The development has come in the midst of worsening ties between the two countries over the situation in India-held Kashmir.

The trial of the seven Mumbai attack suspects, including the alleged mastermind and Lashkar-e-Taiba operations commander, Zakiur Rehman Lakhvi, has been held up because of several legal issues.

In the past, the FO had blamed India for the hurdles in concluding the case and said that inordinate delay in extending cooperation had complicated the case and weakened the prosecution.

Pakistani officials also hold India responsible for Lakhvi’s release on bail last year as it did not provide the required evidence for keeping him behind bars.

The Anti-Terrorism Court (ATC), which is trying the accused, requires that the boats used by the attackers to travel to India be brought back along with other material linked to the case as ‘case property’.
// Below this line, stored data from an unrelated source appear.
use std::collections::HashMap;

use core_types::{SessionSummary, Step, StepExecutionResult};
use serde::{Deserialize, Serialize};

/// Request actions recognised on the host <-> core channel (§6).
#[derive(Clone, Debug, Serialize, Deserialize)]
#[serde(tag = "action", rename_all = "camelCase")]
pub enum HostRequest {
    StartRecording {
        #[serde(default)]
        project_id: Option<String>,
    },
    StopRecording,
    ExecuteReplay {
        steps: Vec<Step>,
        #[serde(default)]
        csv_values: HashMap<String, String>,
        #[serde(default)]
        field_mappings: HashMap<String, String>,
    },
    ExecuteStep {
        step: Step,
        #[serde(default)]
        csv_values: HashMap<String, String>,
        #[serde(default)]
        field_mappings: HashMap<String, String>,
        #[serde(default)]
        timeout_ms: Option<u64>,
    },
    GetState,
    Ping,
}

/// The content script's reported mode: idle until a recording or replay
/// run claims it.
#[derive(Clone, Copy, Debug, Serialize, Deserialize, PartialEq, Eq)]
#[serde(rename_all = "lowercase")]
pub enum ContentScriptMode {
    Idle,
    Recording,
    Replaying,
}

#[derive(Clone, Debug, Serialize, Deserialize)]
#[serde(rename_all = "camelCase")]
pub struct ContentScriptState {
    pub mode: ContentScriptMode,
    pub initialised: bool,
    pub page_url: Option<String>,
    pub attached_iframes: usize,
    pub interceptor_injected: bool,
    pub recording_state: Option<String>,
    pub replay_state: Option<String>,
}

/// Responses matching each [`HostRequest`] variant one-to-one.
#[derive(Clone, Debug, Serialize, Deserialize)]
#[serde(tag = "action", rename_all = "camelCase")]
pub enum HostResponse {
    Acknowledged,
    ReplaySummary(SessionSummary),
    StepResult(StepExecutionResult),
    State(ContentScriptState),
    Pong { ready: bool },
}

/// Page-context channel (§6): fire-and-forget, filtered by `source` so the
/// core only observes messages from its own injected page-script.
#[derive(Clone, Debug, Serialize, Deserialize)]
#[serde(tag = "kind", rename_all = "camelCase")]
pub enum PageContextMessage {
    ShadowRootHandle { element_path: String },
    AutocompleteSelection { element_path: String, value: String },
    PageScriptReady,
}

#[derive(Clone, Debug, Serialize, Deserialize)]
pub struct PageContextEnvelope {
    pub source: String,
    pub message: PageContextMessage,
}
use std::collections::HashMap;
use std::sync::Arc;
use std::time::Instant;

use async_trait::async_trait;
use core_types::{LocatorBundle, Step, StepEvent, StepExecutionResult, StepStatus};
use dom_traversal::NodeRef;
use element_finder::{ElementFinder, FinderError, FinderOptions};
use action_executor::{Action, ActionExecutor, ActionOptions};
use tokio_util::sync::CancellationToken;
use tracing::{info, warn};

use crate::errors::StepExecutorError;
use crate::value_resolution::resolve_value;

/// `{document?, csvValues?, fieldMappings?, pageUrl?, tabId?}` (§4.4/§6).
/// `document` is represented here as the target document `NodeRef` the
/// caller resolved ahead of time; there is no "global document" default
/// to fall back to outside of a live page.
#[derive(Clone, Debug, Default)]
pub struct StepExecutionContext {
    pub target_document: NodeRef,
    pub csv_values: HashMap<String, String>,
    pub field_mappings: HashMap<String, String>,
    pub page_url: Option<String>,
    pub tab_id: Option<String>,
}

#[derive(Clone, Debug)]
pub struct StepExecutorOptions {
    pub skip_on_not_found: bool,
    pub finder_options: FinderOptions,
    pub action_options: ActionOptions,
}

impl Default for StepExecutorOptions {
    fn default() -> Self {
        Self {
            skip_on_not_found: false,
            finder_options: FinderOptions::default(),
            action_options: ActionOptions::default(),
        }
    }
}

#[async_trait]
pub trait StepExecutor: Send + Sync {
    async fn execute(
        &self,
        step: &Step,
        context: &StepExecutionContext,
        options: &StepExecutorOptions,
        cancel: &CancellationToken,
    ) -> Result<StepExecutionResult, StepExecutorError>;
}

/// Does the end-to-end work of one step: validate, resolve a value, find
/// the element, run the action, report a result (§4.4).
pub struct DefaultStepExecutor {
    finder: Arc<dyn ElementFinder>,
    action_executor: Arc<dyn ActionExecutor>,
}

impl DefaultStepExecutor {
    pub fn new(finder: Arc<dyn ElementFinder>, action_executor: Arc<dyn ActionExecutor>) -> Self {
        Self {
            finder,
            action_executor,
        }
    }
}

fn epoch_ms() -> i64 {
    chrono::Utc::now().timestamp_millis()
}

/// A `path`-only step (no recorded bundle) still needs *something* to feed
/// the finder; a bare xpath with a wildcard tag lets the xpath strategy run
/// while every attribute/text strategy simply has nothing to match on.
fn bundle_from_path(path: &str) -> LocatorBundle {
    LocatorBundle::builder("*")
        .xpath(path)
        .build()
        .expect("non-empty tag always builds")
}

#[async_trait]
impl StepExecutor for DefaultStepExecutor {
    async fn execute(
        &self,
        step: &Step,
        context: &StepExecutionContext,
        options: &StepExecutorOptions,
        cancel: &CancellationToken,
    ) -> Result<StepExecutionResult, StepExecutorError> {
        step.validate()
            .map_err(|e| StepExecutorError::InvalidStep { reason: e.to_string() })?;
        if !matches!(step.event, StepEvent::Click | StepEvent::Input | StepEvent::Enter | StepEvent::Open) {
            return Err(StepExecutorError::InvalidStep {
                reason: "unrecognised step event".into(),
            });
        }

        if step.event == StepEvent::Open {
            return Ok(self.execute_open(step, context));
        }

        let start_time_ms = epoch_ms();
        let start = Instant::now();

        let bundle = match (&step.bundle, &step.path) {
            (Some(bundle), _) => bundle.clone(),
            (None, Some(path)) => bundle_from_path(path),
            (None, None) => {
                return Err(StepExecutorError::InvalidStep {
                    reason: "non-open step requires a bundle or a path".into(),
                });
            }
        };

        let outcome = self
            .finder
            .find(&bundle, &context.target_document, &options.finder_options, cancel)
            .await;

        let (element, strategy, confidence, retry_attempts) = match outcome {
            Ok(outcome) => (
                outcome.element,
                Some(outcome.strategy.name().to_string()),
                Some(outcome.confidence),
                outcome.retry_attempts,
            ),
            Err(FinderError::ElementNotFound(diag)) => {
                warn!(step_id = %step.id, strategies = ?diag.strategies_attempted, "element not found");
                let status = if options.skip_on_not_found {
                    StepStatus::Skipped
                } else {
                    StepStatus::Failed
                };
                return Ok(self.finish(step, status, start, start_time_ms, None, None, 0, None, None, Some("element not found".into())));
            }
            Err(err) => {
                return Ok(self.finish(
                    step,
                    StepStatus::Failed,
                    start,
                    start_time_ms,
                    None,
                    None,
                    0,
                    None,
                    None,
                    Some(err.to_string()),
                ));
            }
        };

        let (used_value, value_source) = match step.event {
            StepEvent::Input | StepEvent::Enter => {
                let (value, source) = resolve_value(step, context);
                (Some(value), Some(source))
            }
            _ => (None, None),
        };

        let action = match step.event {
            StepEvent::Click => Action::Click,
            StepEvent::Input => Action::Input(used_value.clone().unwrap_or_default()),
            // A user would have typed the value then hit Enter; replay the
            // same two-action sequence rather than pressing Enter cold.
            StepEvent::Enter => {
                if let Some(value) = used_value.clone().filter(|v| !v.is_empty()) {
                    if let Err(err) = self
                        .action_executor
                        .execute(&element, &Action::Input(value), &options.action_options)
                        .await
                    {
                        return Ok(self.finish(
                            step,
                            StepStatus::Failed,
                            start,
                            start_time_ms,
                            strategy,
                            confidence,
                            retry_attempts,
                            used_value,
                            value_source,
                            Some(err.to_string()),
                        ));
                    }
                }
                Action::PressEnter
            }
            StepEvent::Open => unreachable!("handled above"),
        };

        info!(step_id = %step.id, event = ?step.event, strategy = ?strategy, confidence, "dispatching action");

        match self.action_executor.execute(&element, &action, &options.action_options).await {
            Ok(_) => Ok(self.finish(
                step,
                StepStatus::Passed,
                start,
                start_time_ms,
                strategy,
                confidence,
                retry_attempts,
                used_value,
                value_source,
                None,
            )),
            Err(err) => Ok(self.finish(
                step,
                StepStatus::Failed,
                start,
                start_time_ms,
                strategy,
                confidence,
                retry_attempts,
                used_value,
                value_source,
                Some(err.to_string()),
            )),
        }
    }
}

impl DefaultStepExecutor {
    /// Produces no DOM action; the caller is expected to have already
    /// navigated. Verifies the current URL contains the target URL (or
    /// vice versa) and records the match status (§4.4).
    fn execute_open(&self, step: &Step, context: &StepExecutionContext) -> StepExecutionResult {
        let start_time_ms = epoch_ms();
        let start = Instant::now();

        let (status, error) = match (&step.value, &context.page_url) {
            (Some(target), Some(current)) => {
                if current.contains(target.as_str()) || target.contains(current.as_str()) {
                    (StepStatus::Passed, None)
                } else {
                    (
                        StepStatus::Failed,
                        Some(format!("navigated url '{current}' does not match target '{target}'")),
                    )
                }
            }
            _ => (StepStatus::Passed, None),
        };

        self.finish(
            step,
            status,
            start,
            start_time_ms,
            None,
            None,
            0,
            step.value.clone(),
            None,
            error,
        )
    }

    #[allow(clippy::too_many_arguments)]
    fn finish(
        &self,
        step: &Step,
        status: StepStatus,
        start: Instant,
        start_time_ms: i64,
        locator_strategy: Option<String>,
        locator_confidence: Option<f64>,
        retry_attempts: u32,
        used_value: Option<String>,
        value_source: Option<core_types::ValueSource>,
        error: Option<String>,
    ) -> StepExecutionResult {
        let duration_ms = start.elapsed().as_millis() as u64;
        let end_time_ms = start_time_ms + duration_ms as i64;
        StepExecutionResult {
            step_id: step.id.clone(),
            status,
            duration_ms,
            start_time_ms,
            end_time_ms,
            locator_strategy,
            locator_confidence,
            retry_attempts,
            used_value,
            value_source,
            error,
        }
    }
}
use crate::bundle::LocatorBundle;
use crate::error::CoreError;

#[cfg_attr(feature = "serde-full", derive(serde::Serialize, serde::Deserialize))]
#[cfg_attr(feature = "serde-full", serde(rename_all = "lowercase"))]
#[derive(Clone, Copy, Debug, PartialEq, Eq)]
pub enum StepEvent {
    Click,
    Input,
    Enter,
    Open,
}

#[cfg_attr(feature = "serde-full", derive(serde::Serialize, serde::Deserialize))]
#[cfg_attr(feature = "serde-full", serde(rename_all = "lowercase"))]
#[derive(Clone, Copy, Debug, PartialEq, Eq)]
pub enum StepStatus {
    Passed,
    Failed,
    Skipped,
}

/// One recorded user interaction; the atomic unit of replay.
///
/// A Step owns its bundle. `status`/`duration_ms`/`error_message` start
/// unset and are populated only after replay — a Step never mutates its
/// recorded fields once constructed.
#[cfg_attr(feature = "serde-full", derive(serde::Serialize, serde::Deserialize))]
#[derive(Clone, Debug, PartialEq)]
pub struct Step {
    pub id: String,
    pub event: StepEvent,
    pub label: String,
    pub value: Option<String>,
    pub path: Option<String>,
    pub x: Option<f64>,
    pub y: Option<f64>,
    pub bundle: Option<LocatorBundle>,
    pub status: Option<StepStatus>,
    pub duration_ms: Option<u64>,
    pub error_message: Option<String>,
}

impl Step {
    pub fn new(id: impl Into<String>, event: StepEvent, label: impl Into<String>) -> Self {
        Self {
            id: id.into(),
            event,
            label: label.into(),
            value: None,
            path: None,
            x: None,
            y: None,
            bundle: None,
            status: None,
            duration_ms: None,
            error_message: None,
        }
    }

    pub fn with_bundle(mut self, bundle: LocatorBundle) -> Self {
        self.path = self.path.or_else(|| bundle.xpath.clone());
        self.bundle = Some(bundle);
        self
    }

    pub fn with_value(mut self, value: impl Into<String>) -> Self {
        self.value = Some(value.into());
        self
    }

    pub fn with_path(mut self, path: impl Into<String>) -> Self {
        self.path = Some(path.into());
        self
    }

    /// Validates the invariant from §3: every event except `open` must
    /// carry a bundle or a usable path.
    pub fn validate(&self) -> Result<(), CoreError> {
        if self.event != StepEvent::Open && self.bundle.is_none() && self.path.is_none() {
            return Err(CoreError::invalid_field(
                "bundle",
                "non-open steps require a locator bundle or a usable path",
            ));
        }
        Ok(())
    }
}

#[cfg(test)]
mod tests {
    use super::*;

    #[test]
    fn open_step_needs_no_bundle() {
        let step = Step::new("s1", StepEvent::Open, "Navigate").with_value("https://example.com");
        assert!(step.validate().is_ok());
    }

    #[test]
    fn click_step_requires_bundle_or_path() {
        let step = Step::new("s1", StepEvent::Click, "Submit");
        assert!(step.validate().is_err());

        let step = step.with_path("//button[@id='submit']");
        assert!(step.validate().is_ok());
    }
}
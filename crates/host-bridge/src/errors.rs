use thiserror::Error;

/// Degrades gracefully (§7): the core still replays when the host channel
/// is gone, it just cannot report back.
#[derive(Clone, Debug, Error)]
pub enum HostBridgeError {
    #[error("host messaging channel unavailable")]
    HostDisconnected,

    #[error("unrecognised request action '{0}'")]
    UnknownAction(String),

    #[error("no session is active for this request")]
    NoActiveSession,

    #[error("internal error: {0}")]
    Internal(String),
}
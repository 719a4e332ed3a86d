use core_types::{Step, ValueSource};

use crate::executor::StepExecutionContext;

/// Resolves the value an `input`/`enter` step should use, first hit wins
/// (§4.4): direct CSV match on the step's label, then a mapped CSV column,
/// then the recorded value, then an empty string.
pub fn resolve_value(step: &Step, context: &StepExecutionContext) -> (String, ValueSource) {
    if let Some(direct) = context.csv_values.get(&step.label) {
        return (direct.clone(), ValueSource::CsvDirect);
    }

    let mapped_column = context
        .field_mappings
        .iter()
        .find(|(_, label)| label.as_str() == step.label.as_str())
        .map(|(csv_column, _)| csv_column);
    if let Some(csv_column) = mapped_column {
        if let Some(mapped) = context.csv_values.get(csv_column) {
            return (mapped.clone(), ValueSource::CsvMapped);
        }
    }

    if let Some(recorded) = &step.value {
        return (recorded.clone(), ValueSource::Recorded);
    }

    (String::new(), ValueSource::None)
}

#[cfg(test)]
mod tests {
    use super::*;
    use core_types::{Step as CoreStep, StepEvent};

    fn context_with(
        csv_values: Vec<(&str, &str)>,
        field_mappings: Vec<(&str, &str)>,
    ) -> StepExecutionContext {
        StepExecutionContext {
            target_document: "doc".into(),
            csv_values: csv_values
                .into_iter()
                .map(|(k, v)| (k.to_string(), v.to_string()))
                .collect(),
            field_mappings: field_mappings
                .into_iter()
                .map(|(k, v)| (k.to_string(), v.to_string()))
                .collect(),
            page_url: None,
            tab_id: None,
        }
    }

    #[test]
    fn direct_csv_match_wins_first() {
        let step = CoreStep::new("s1", StepEvent::Input, "Email").with_value("recorded@x.com");
        let ctx = context_with(vec![("Email", "a@b.c")], vec![]);
        let (value, source) = resolve_value(&step, &ctx);
        assert_eq!(value, "a@b.c");
        assert_eq!(source, ValueSource::CsvDirect);
    }

    #[test]
    fn mapped_csv_used_when_no_direct_match() {
        let step = CoreStep::new("s1", StepEvent::Input, "Email Field").with_value("recorded");
        let ctx = context_with(vec![("email", "x@y.z")], vec![("email", "Email Field")]);
        let (value, source) = resolve_value(&step, &ctx);
        assert_eq!(value, "x@y.z");
        assert_eq!(source, ValueSource::CsvMapped);
    }

    #[test]
    fn recorded_value_used_when_no_csv_match() {
        let step = CoreStep::new("s1", StepEvent::Input, "Email").with_value("recorded@x.com");
        let ctx = context_with(vec![], vec![]);
        let (value, source) = resolve_value(&step, &ctx);
        assert_eq!(value, "recorded@x.com");
        assert_eq!(source, ValueSource::Recorded);
    }

    #[test]
    fn empty_string_when_nothing_matches() {
        let step = CoreStep::new("s1", StepEvent::Input, "Email");
        let ctx = context_with(vec![], vec![]);
        let (value, source) = resolve_value(&step, &ctx);
        assert_eq!(value, "");
        assert_eq!(source, ValueSource::None);
    }
}
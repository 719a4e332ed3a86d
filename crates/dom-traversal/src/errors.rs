use thiserror::Error;

#[derive(Debug, Error, Clone, PartialEq, Eq)]
pub enum TraversalError {
    /// An iframe hop whose `contentDocument` is inaccessible; traversal
    /// must not descend into it (§4.1 failure semantics).
    #[error("cross-origin boundary at iframe hop {hop}")]
    CrossOriginBoundary { hop: usize },

    /// An iframe chain hop that cannot be matched by id, name, src, or
    /// index in the current document.
    #[error("iframe hop {hop} could not be resolved")]
    IframeHopNotFound { hop: usize },

    /// A shadow host xpath in the chain did not resolve to an element
    /// exposing a shadow root.
    #[error("shadow host '{xpath}' could not be resolved")]
    ShadowHostNotFound { xpath: String },

    /// Iframe discovery recursion exceeded the configured depth bound.
    #[error("iframe discovery exceeded max depth {max_depth}")]
    MaxDepthExceeded { max_depth: usize },
}
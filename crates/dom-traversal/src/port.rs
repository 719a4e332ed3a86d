use async_trait::async_trait;
use core_types::{BoundingBox, IframeInfo};

use crate::errors::TraversalError;

/// Opaque handle to a DOM node or document, meaningful only to the
/// [`DomPort`] implementation that issued it.
pub type NodeRef = String;

/// One entry produced by iframe discovery: `{iframe, document-or-null,
/// isCrossOrigin, depth, parent}` (§4.1).
#[derive(Clone, Debug, PartialEq, Eq)]
pub struct IframeRecord {
    pub iframe: NodeRef,
    pub document: Option<NodeRef>,
    pub is_cross_origin: bool,
    pub depth: usize,
    pub parent: Option<NodeRef>,
}

/// The seam between replay core logic and a live page.
///
/// A production implementation drives a browser's content-script DOM APIs
/// (`composedPath`, `MutationObserver`, `document.evaluate`, ...); the
/// `InMemoryDom` test double in this crate builds a small hand-authored
/// tree satisfying the same contract.
#[async_trait]
pub trait DomPort: Send + Sync {
    /// The top-level document's node reference.
    fn root_document(&self) -> NodeRef;

    /// Recursively walks from `root`, returning one [`IframeRecord`] per
    /// discovered iframe. Stops descending into cross-origin iframes and
    /// bounds recursion at `max_depth`.
    async fn discover_iframes(
        &self,
        root: &NodeRef,
        max_depth: usize,
    ) -> Result<Vec<IframeRecord>, TraversalError>;

    /// The shadow root of `node`, when open-mode or exposed via the
    /// `__realShadowRoot` side channel. `None` when the element has no
    /// shadow root or it is closed and un-exposed.
    async fn shadow_root_of(&self, node: &NodeRef) -> Option<NodeRef>;

    /// Navigates an iframe chain (matching each hop by id, then name, then
    /// src, then index — first hit wins) landing in the target document.
    async fn resolve_iframe_chain(
        &self,
        from: &NodeRef,
        chain: &[IframeInfo],
    ) -> Result<NodeRef, TraversalError>;

    /// Walks a shadow-host xpath list, piercing into each host's shadow
    /// root in turn, landing in the innermost root's context.
    async fn resolve_shadow_chain(
        &self,
        from: &NodeRef,
        shadow_host_xpaths: &[String],
    ) -> Result<NodeRef, TraversalError>;

    /// Evaluates an xpath expression against `context`, returning the
    /// first match.
    async fn evaluate_xpath(&self, context: &NodeRef, xpath: &str) -> Option<NodeRef>;

    /// Evaluates a CSS selector against `context`. A non-unique match is
    /// left to the caller to treat as strategy failure (§4.2).
    async fn query_selector_all(&self, context: &NodeRef, selector: &str) -> Vec<NodeRef>;

    /// `querySelectorDeep`: CSS selector search descending into every
    /// reachable shadow root and same-origin iframe below `context`.
    async fn query_selector_all_deep(&self, context: &NodeRef, selector: &str) -> Vec<NodeRef>;

    /// All nodes reachable from `context` carrying the given attribute
    /// equal to `value` (used by the id/name/aria/placeholder/data-attr
    /// strategies, which are all "exact attribute match" in spirit).
    async fn find_by_attribute(&self, context: &NodeRef, attr: &str, value: &str) -> Vec<NodeRef>;

    /// All nodes of the given tag reachable from `context`, for strategies
    /// that rank candidates themselves (fuzzyText, boundingBox).
    async fn find_by_tag(&self, context: &NodeRef, tag: &str) -> Vec<NodeRef>;

    fn tag_of(&self, node: &NodeRef) -> Option<String>;
    fn text_of(&self, node: &NodeRef) -> Option<String>;
    fn bounding_of(&self, node: &NodeRef) -> Option<BoundingBox>;
    fn is_attached(&self, node: &NodeRef) -> bool;
    fn is_disabled(&self, node: &NodeRef) -> bool;

    /// "Visible" per §4.2: `display` not `none`, `visibility` not
    /// `hidden`, `opacity` not `0`. A zero-size rect does not disqualify.
    fn is_visible(&self, node: &NodeRef) -> bool;
}
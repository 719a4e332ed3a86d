use super::commands::Commands;
use super::config::cmd_config;
use super::context::CliContext;
use super::env::CliArgs;
use super::info::cmd_info;
use super::replay::cmd_replay;
use super::step::cmd_step;
use crate::errors::AppResult;

pub async fn dispatch(cli: &CliArgs, ctx: &CliContext) -> AppResult<()> {
    match &cli.command {
        Commands::Replay(args) => cmd_replay(args.clone(), ctx, cli.output.clone()).await,
        Commands::Step(args) => cmd_step(args.clone(), ctx, cli.output.clone()).await,
        Commands::Config(args) => cmd_config(args.clone(), ctx, cli.output.clone()).await,
        Commands::Info => cmd_info(ctx, cli.output.clone()).await,
    }
}
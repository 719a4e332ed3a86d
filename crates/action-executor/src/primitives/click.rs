use std::time::Instant;

use rand::Rng;

use crate::errors::ActionError;
use crate::port::{ActionPort, MouseEventKind};
use crate::primitives::check_preconditions;
use crate::types::{ActionOptions, DispatchReport};

/// Synthesises a click on `node`.
///
/// 1. Check preconditions (attached, enabled, visible-or-allowed).
/// 2. Optionally scroll into view and wait for animations to settle.
/// 3. Optionally highlight for `highlightDuration`.
/// 4. `preActionDelay`.
/// 5. `humanLike`: dispatch `mousedown`, jitter, `mouseup`, `click`;
///    otherwise dispatch `click` alone.
/// 6. `postActionDelay`.
pub async fn execute_click<P: ActionPort + ?Sized>(
    port: &P,
    node: &str,
    options: &ActionOptions,
) -> Result<DispatchReport, ActionError> {
    let start = Instant::now();

    check_preconditions(port, node, options).await?;

    if options.scroll_into_view {
        port.scroll_into_view(node, options.scroll_block, options.scroll_behavior)
            .await?;
    }
    if options.wait_for_animations {
        port.wait_animations_settled(node, options.animation_timeout_ms)
            .await?;
    }
    if options.highlight_elements {
        port.highlight(node, options.highlight_duration_ms).await;
    }

    sleep_ms(options.pre_action_delay_ms).await;

    if options.human_like_mouse {
        port.dispatch_mouse_event(node, MouseEventKind::MouseDown).await?;
        let jitter_ms = rand::thread_rng().gen_range(10..40);
        sleep_ms(jitter_ms).await;
        port.dispatch_mouse_event(node, MouseEventKind::MouseUp).await?;
        port.dispatch_mouse_event(node, MouseEventKind::Click).await?;
    } else {
        port.dispatch_mouse_event(node, MouseEventKind::Click).await?;
    }

    sleep_ms(options.post_action_delay_ms).await;

    Ok(DispatchReport::ok(start.elapsed().as_millis() as u64))
}

async fn sleep_ms(ms: u64) {
    if ms > 0 {
        tokio::time::sleep(std::time::Duration::from_millis(ms)).await;
    }
}

#[cfg(test)]
mod tests {
    use super::*;
    use crate::fake::FakeActionPort;

    #[tokio::test]
    async fn human_like_click_dispatches_mousedown_before_click() {
        let port = FakeActionPort::new();
        port.register("btn", true, true, false);
        let options = ActionOptions {
            wait_for_animations: false,
            scroll_into_view: false,
            ..Default::default()
        };

        execute_click(&port, "btn", &options).await.unwrap();
        let events = port.events_of("btn");
        assert_eq!(events, vec!["mousedown", "mouseup", "click"]);
    }

    #[tokio::test]
    async fn non_human_like_click_dispatches_click_alone() {
        let port = FakeActionPort::new();
        port.register("btn", true, true, false);
        let options = ActionOptions {
            human_like_mouse: false,
            wait_for_animations: false,
            scroll_into_view: false,
            ..Default::default()
        };

        execute_click(&port, "btn", &options).await.unwrap();
        assert_eq!(port.events_of("btn"), vec!["click"]);
    }

    #[tokio::test]
    async fn click_on_disabled_element_fails_precondition() {
        let port = FakeActionPort::new();
        port.register("btn", true, true, true);
        let options = ActionOptions::default();

        let err = execute_click(&port, "btn", &options).await.unwrap_err();
        assert!(matches!(err, ActionError::ElementNotActionable { .. }));
    }
}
The court has additionally asked for 24 Indian witnesses to appear before it for recording their statements.

The court has already completed the process of recording the statements of the Pakistani witnesses. The trial has been continuing since 2009.

A Pakistani judicial commission travelled to India and recorded statements of some of the witnesses for use in the trial as evidence, but the defence lawyers challenged the proceedings on the grounds that Indian chief metropolitan magistrate S.S. Shinde had barred cross-examination of the witnesses.

“The material evidence and the cross-examination of prosecution witnesses are needed to proceed further with the trial in Pakistan as per our law of the land,” FO said.

The statement said the “legal aspects and modalities of the proposal contained in the Indian Foreign Secretary’s letter are currently being examined by legal experts”.

A Pakistani commission would be required to travel to India for receiving the material evidence.